Long non-coding RNA HULC as a novel serum biomarker for diagnosis and prognosis prediction of gastric cancer

Abstract

// Chunjing Jin 1, * , Wei Shi 2, * , Feng Wang 3, * , Xianjuan Shen 2 , Jing Qi 2 , Hui Cong 3 , Jie Yuan 1 , Linying Shi 1 , Bingying Zhu 1 , Xi Luo 1 , Yan Zhang 1 , Shaoqing Ju 2, 3 1 Medical School of Medicine, Nantong University, Nantong 226000, Jiangsu Province, China 2 Surgical Comprehensive Laboratory, Affiliated Hospital of Nantong University, Nantong 226000, Jiangsu Province, China 3 Laboratory Medicine Center, Affiliated Hospital of Nantong University, Nantong 226000, Jiangsu Province, China * These authors have contributed equally to the work Correspondence to: Shaoqing Ju, email: jsq814@hotmail.com Keywords: gastric cancer, long non-coding RNA, biomarker, HULC Received: January 25, 2016     Accepted: May 02, 2016     Published: June 16, 2016 ABSTRACT Long non-coding RNAs (lncRNAs) have recently emerged as vital players in tumor biology with potential value in cancer diagnosis, prognosis, and therapeutics.
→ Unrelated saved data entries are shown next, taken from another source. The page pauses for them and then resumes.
//! Core types for Cadence

use std::collections::BTreeMap;
use std::fmt;
use std::str::FromStr;

use serde::{Deserialize, Serialize};
use uuid::Uuid;

use crate::error::CadenceError;

/// Default retry budget for a Post on the scheduled path
pub const DEFAULT_MAX_RETRIES: u32 = 3;

/// Platforms used when a template does not name any
pub const DEFAULT_PLATFORMS: [Platform; 2] = [Platform::LinkedIn, Platform::Twitter];

// ============================================================================
// Platforms
// ============================================================================

/// The closed set of publishing targets.
#[derive(Debug, Clone, Copy, PartialEq, Eq, Hash, PartialOrd, Ord, Serialize, Deserialize)]
#[serde(rename_all = "lowercase")]
pub enum Platform {
    LinkedIn,
    Facebook,
    Twitter,
    Instagram,
}

impl Platform {
    pub const ALL: [Platform; 4] = [
        Platform::LinkedIn,
        Platform::Facebook,
        Platform::Twitter,
        Platform::Instagram,
    ];

    pub fn as_str(&self) -> &'static str {
        match self {
            Platform::LinkedIn => "linkedin",
            Platform::Facebook => "facebook",
            Platform::Twitter => "twitter",
            Platform::Instagram => "instagram",
        }
    }

    /// Position in [`Platform::ALL`], used to index fixed per-platform tables
    pub fn index(&self) -> usize {
        match self {
            Platform::LinkedIn => 0,
            Platform::Facebook => 1,
            Platform::Twitter => 2,
            Platform::Instagram => 3,
        }
    }
}

/// Drop repeated platforms, keeping first-seen order
pub fn unique_platforms(platforms: impl IntoIterator<Item = Platform>) -> Vec<Platform> {
    let mut unique: Vec<Platform> = Vec::new();
    for platform in platforms {
        if !unique.contains(&platform) {
            unique.push(platform);
        }
    }
    unique
}

impl fmt::Display for Platform {
    fn fmt(&self, f: &mut fmt::Formatter<'_>) -> fmt::Result {
        f.write_str(self.as_str())
    }
}

impl FromStr for Platform {
    type Err = CadenceError;

    fn from_str(s: &str) -> Result<Self, Self::Err> {
        match s.trim().to_lowercase().as_str() {
            "linkedin" => Ok(Platform::LinkedIn),
            "facebook" => Ok(Platform::Facebook),
            "twitter" | "x" => Ok(Platform::Twitter),
            "instagram" => Ok(Platform::Instagram),
            other => Err(CadenceError::Validation(format!(
                "Unsupported platform '{}'. Valid options: linkedin, facebook, twitter, instagram",
                other
            ))),
        }
    }
}

// ============================================================================
// Post
// ============================================================================

#[derive(Debug, Clone, Copy, PartialEq, Eq, Serialize, Deserialize)]
#[serde(rename_all = "snake_case")]
pub enum PostStatus {
    Draft,
    PendingReview,
    Scheduled,
    Posted,
    Failed,
}

impl PostStatus {
    pub fn as_str(&self) -> &'static str {
        match self {
            PostStatus::Draft => "draft",
            PostStatus::PendingReview => "pending_review",
            PostStatus::Scheduled => "scheduled",
            PostStatus::Posted => "posted",
            PostStatus::Failed => "failed",
        }
    }

    /// `posted` and `failed` have no further automatic transition
    pub fn is_terminal(&self) -> bool {
        matches!(self, PostStatus::Posted | PostStatus::Failed)
    }
}

impl fmt::Display for PostStatus {
    fn fmt(&self, f: &mut fmt::Formatter<'_>) -> fmt::Result {
        f.write_str(self.as_str())
    }
}

impl FromStr for PostStatus {
    type Err = CadenceError;

    fn from_str(s: &str) -> Result<Self, Self::Err> {
        match s {
            "draft" => Ok(PostStatus::Draft),
            "pending_review" => Ok(PostStatus::PendingReview),
            "scheduled" => Ok(PostStatus::Scheduled),
            "posted" => Ok(PostStatus::Posted),
            "failed" => Ok(PostStatus::Failed),
            other => Err(CadenceError::Validation(format!(
                "Unknown post status '{}'",
                other
            ))),
        }
    }
}

#[derive(Debug, Clone, Copy, Default, PartialEq, Eq, Serialize, Deserialize)]
#[serde(rename_all = "lowercase")]
pub enum Tone {
    #[default]
    Professional,
    Educational,
    Promotional,
    Casual,
}
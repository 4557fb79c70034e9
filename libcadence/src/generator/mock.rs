//! Mock generators for testing

use std::collections::BTreeMap;
use std::sync::atomic::{AtomicUsize, Ordering};

use async_trait::async_trait;

use super::{
    generation_failure_text, ContentGenerator, GeneratedImage, GenerationRequest,
    ImageGenerator, PlanRequest,
};
use crate::error::GenerationError;
use crate::types::Platform;

/// Content generator returning `"<platform>: <topic>"` for each platform
#[derive(Debug, Default)]
pub struct MockContentGenerator {
    /// Platforms whose generation "fails"
    pub failing_platforms: Vec<Platform>,
    /// Text returned by `plan_month`; `None` makes it fail
    pub plan: Option<String>,
    calls: AtomicUsize,
}

impl MockContentGenerator {
    pub fn new() -> Self {
        Self::default()
    }

    pub fn failing_for(platforms: Vec<Platform>) -> Self {
        Self {
            failing_platforms: platforms,
            ..Self::default()
        }
    }

    pub fn with_plan(plan: impl Into<String>) -> Self {
        Self {
            plan: Some(plan.into()),
            ..Self::default()
        }
    }

    /// Number of `generate_for_platforms` calls
    pub fn call_count(&self) -> usize {
        self.calls.load(Ordering::SeqCst)
    }
}

#[async_trait]
impl ContentGenerator for MockContentGenerator {
    async fn generate_for_platforms(&self, request: &GenerationRequest) -> BTreeMap<Platform, String> {
        self.calls.fetch_add(1, Ordering::SeqCst);
        request
            .platforms
            .iter()
            .map(|&platform| {
                let text = if self.failing_platforms.contains(&platform) {
                    generation_failure_text(platform, "mock generation failure")
                } else {
                    format!("{}: {}", platform, request.topic)
                };
                (platform, text)
            })
            .collect()
    }

    async fn plan_month(&self, _request: &PlanRequest) -> Result<String, GenerationError> {
        self.plan
            .clone()
            .ok_or_else(|| GenerationError::Request("mock plan unavailable".to_string()))
    }
}

/// Image generator returning fixed URLs, with a variant for every platform
#[derive(Debug, Default)]
pub struct MockImageGenerator {
    pub fail: bool,
    calls: AtomicUsize,
}

impl MockImageGenerator {
    pub fn new() -> Self {
        Self::default()
    }

    pub fn failing() -> Self {
        Self {
            fail: true,
            ..Self::default()
        }
    }

    pub fn call_count(&self) -> usize {
        self.calls.load(Ordering::SeqCst)
    }
}

#[async_trait]
impl ImageGenerator for MockImageGenerator {
    async fn generate(&self, prompt: &str) -> Result<GeneratedImage, GenerationError> {
        self.calls.fetch_add(1, Ordering::SeqCst);
        if self.fail {
            return Err(GenerationError::Request("mock image failure".to_string()));
        }
        Ok(GeneratedImage {
            url: "https://img.example/mock.png".to_string(),
            prompt: prompt.to_string(),
        })
    }

    async fn make_variants(&self, url: &str) -> BTreeMap<Platform, String> {
        Platform::ALL
            .into_iter()
            .map(|platform| (platform, format!("{}?variant={}", url, platform)))
            .collect()
    }
}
The lncRNA HULC (highly up-regulated in liver cancer) is increased in many malignancies, yet its serum expression profile and clinical value in gastric cancer (GC) patients remain unclear. Quantitative real-time polymerase chain reaction (RT-qPCR) for large-scale analysis of the serum expression of HULC in GC patients reliably detected circulating HULC and revealed that it is upregulated in GC patients. A high serum HULC level correlated with tumor size, lymph node metastasis, distant metastasis, tumor-node-metastasis stage, and H. pylori infection. The area under the ROC curve for HULC was up to 0.888, which was higher than that for CEA (0.694) and CA72-4 (0.514). Follow-up detection and Kaplan-Meier curve analysis revealed HULC is a good predictor of GC prognosis. Our present study indicates that circulating HULC may represent a novel serum tumor marker for early diagnosis and monitoring progression and prognosis of GC.